Im Ergebnis zutreffend wenden die Angeklagten hingegen gegen den Schuldspruch wegen versuchter Begünstigung nach §§ 15, 299 Abs. 1 StGB (Schuldspruchfaktum I./), der Sache nach aus der Z 9 lit. a des § 281 Abs. 1
StPO ein, daß nach den Urteilsfeststellungen der subjektive Tatbestand des in Rede stehenden Vergehens nicht erfüllt ist, womit sich ein Eingehen auf die diesbezüglichen Mängelrügen erübrigt:
Der Begünstigung nach § 299 Abs. 1 StGB macht sich schuldig, wer einen anderen, der eine mit Strafe bedrohte Handlung begangen hat, der Verfolgung (oder der Vollstreckung der Strafe oder vorbeugenden Maßnahme) absichtlich ganz oder zum Teil entzieht. Insoferne wird daher zur Herstellung des Tatbestandes Absicht im Sinne des § 5 Abs. 2 StGB erfordert. Eine Feststellung des Inhalts, es sei den Angeklagten A und B im vorliegenden Fall geradezu darauf angekommen, Karl D der Strafverfolgung zu entziehen (vgl. Pallin im WK, § 299 RZ 16), ist dem angefochtenen Urteil, auch wenn man Urteilsspruch und Entscheidungsgründe als Einheit betrachtet, nicht zu entnehmen.

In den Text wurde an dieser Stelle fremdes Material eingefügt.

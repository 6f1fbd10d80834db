use std::collections::BTreeMap;

use chrono::{DateTime, NaiveDate, NaiveDateTime};
use serde::{Deserialize, Serialize};

/// Timezone-less layouts accepted for `publishedAt`. Interpreted as UTC.
const NAIVE_DATETIME_FORMATS: [&str; 2] = ["%Y-%m-%dT%H:%M:%S%.f", "%Y-%m-%d %H:%M:%S%.f"];

/// Publication time as delivered by a feed.
///
/// Feeds send either epoch milliseconds or a date string; both shapes are
/// accepted on the wire and re-emitted unchanged.
#[derive(Debug, Clone, PartialEq, Eq, Serialize, Deserialize)]
#[serde(untagged)]
pub enum PublishedAt {
    EpochMillis(i64),
    Text(String),
}

impl PublishedAt {
    /// Epoch milliseconds for this value, or `0` when the text does not parse.
    #[must_use]
    pub fn epoch_millis(&self) -> i64 {
        match self {
            PublishedAt::EpochMillis(ms) => *ms,
            PublishedAt::Text(raw) => parse_date_millis(raw).unwrap_or(0),
        }
    }
}

impl From<&str> for PublishedAt {
    fn from(raw: &str) -> Self {
        PublishedAt::Text(raw.to_string())
    }
}

impl From<i64> for PublishedAt {
    fn from(ms: i64) -> Self {
        PublishedAt::EpochMillis(ms)
    }
}

fn parse_date_millis(raw: &str) -> Option<i64> {
    let raw = raw.trim();
    if raw.is_empty() {
        return None;
    }

    if let Ok(dt) = DateTime::parse_from_rfc3339(raw) {
        return Some(dt.timestamp_millis());
    }
    if let Ok(dt) = DateTime::parse_from_rfc2822(raw) {
        return Some(dt.timestamp_millis());
    }
    for format in NAIVE_DATETIME_FORMATS {
        if let Ok(naive) = NaiveDateTime::parse_from_str(raw, format) {
            return Some(naive.and_utc().timestamp_millis());
        }
    }

    NaiveDate::parse_from_str(raw, "%Y-%m-%d")
        .ok()
        .and_then(|date| date.and_hms_opt(0, 0, 0))
        .map(|naive| naive.and_utc().timestamp_millis())
}

/// A single news item as produced by the ingestion side of the dashboard.
///
/// Fields the deduplicator does not interpret are kept in `extra` so a
/// surviving record is written back exactly as it was read.
#[derive(Debug, Clone, Default, PartialEq, Serialize, Deserialize)]
pub struct Article {
    #[serde(default)]
    pub id: String,
    #[serde(default)]
    pub title: String,
    #[serde(default, skip_serializing_if = "Option::is_none")]
    pub summary: Option<String>,
    #[serde(default, skip_serializing_if = "Option::is_none")]
    pub source: Option<String>,
    #[serde(
        rename = "publishedAt",
        default,
        skip_serializing_if = "Option::is_none"
    )]
    pub published_at: Option<PublishedAt>,
    #[serde(default, skip_serializing_if = "Option::is_none")]
    pub url: Option<String>,
    #[serde(default, skip_serializing_if = "Option::is_none")]
    pub category: Option<String>,
    #[serde(default, skip_serializing_if = "Option::is_none")]
    pub sentiment: Option<String>,
    #[serde(default, skip_serializing_if = "Option::is_none")]
    pub sentiment_score: Option<f64>,
    #[serde(flatten)]
    pub extra: BTreeMap<String, serde_json::Value>,
}

impl Article {
    /// Publication time in epoch milliseconds; `0` when absent or unparseable.
    #[must_use]
    pub fn published_millis(&self) -> i64 {
        self.published_at
            .as_ref()
            .map_or(0, PublishedAt::epoch_millis)
    }

    /// Number of optional descriptive fields carried: summary, sentiment label
    /// and category. The numeric sentiment score does not count.
    #[must_use]
    pub fn completeness(&self) -> u8 {
        [&self.summary, &self.sentiment, &self.category]
            .into_iter()
            .map(|field| u8::from(present(field.as_deref()).is_some()))
            .sum()
    }

    /// Feed display name, treating an empty string as absent.
    #[must_use]
    pub fn source_name(&self) -> Option<&str> {
        present(self.source.as_deref())
    }

    /// Source link, treating an empty string as absent.
    #[must_use]
    pub fn link(&self) -> Option<&str> {
        present(self.url.as_deref())
    }
}

fn present(value: Option<&str>) -> Option<&str> {
    value.filter(|s| !s.is_empty())
}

Das Erstgericht ging vielmehr ersichtlich (und im Einklang mit den Verfahrensergebnissen) davon aus, daß der Vorsatz der Angeklagten (bloß) darauf gerichtet war, dem Angeklagten A ein (möglicherweise drohendes) Disziplinarverfahren und dem Vortäter Karl D die Kosten der verletzungsbedingten Zahnreparatur zu ersparen (S 113); selbst ein allfälliges Begleitwissen der Angeklagten bezüglich der mit ihrem Verhalten gegebenenfalls verbundenen Begünstigung des Karl D würde für das im § 299 StGB geforderte absichtliche Verhalten (vgl. erneut Pallin a.a.0. RZ 10 und 16) nicht ausreichen. Schon aus diesem Grund war daher (vgl. E.Nr.27, 28 zu § 288 StPO in Mayerhofer/Rieder) insoweit den Nichtigkeitsbeschwerden der Angeklagten teilweise Folge zu geben, das angefochtene Urteil, das im übrigen unberührt zu bleiben hatte, im Schuldspruchfaktum I./ und demgemäß auch im Strafausspruch aufzuheben und gemäß § 288 Abs. 2 Z 3 StPO in der Sache selbst wie aus dem Spruch ersichtlich zu erkennen.
Bei der hiedurch erforderlich gewordenen Neubemessung der Strafen wertete der Oberste Gerichtshof als erschwerend beim Angeklagten A dessen Verleitung des Manfred B zur Begehung des versuchten Betruges und beim Angeklagten B die wegen eines Vermögensdelikts erlittene Vorstrafe, als mildernd hingegen bei beiden Angeklagten deren Geständnis und daß der Betrug beim Versuch geblieben ist, bei A überdies den bisherigen ordentlichen Lebenswandel und bei B die Verleitung durch A.
Ausgehend von diesen Strafzumessungsgründen und unter entsprechender Beachtung der allgemeinen Grundsätze für die Strafbemessung erachtete der Oberste Gerichtshof bei beiden Angeklagten die aus dem Spruch ersichtlichen Freiheitsstrafen als tatschuldangemessen. Die Anwendung des § 37 Abs. 1 StGB kam beim Angeklagten B im Hinblick auf dessen einschlägige Vorstrafe nicht in Betracht. Die über die beiden Angeklagten verhängten Strafen waren - so wie schon in erster Instanz - gemäß § 43 Abs. 1 StGB unter Bestimmung einer Probezeit von je drei Jahren bedingt nachzusehen. Mit ihren Berufungen waren beide Angeklagten auf die getroffene Entscheidung zu verweisen.
Die Kostenentscheidung fußt auf der bezogenen Gesetzesstelle.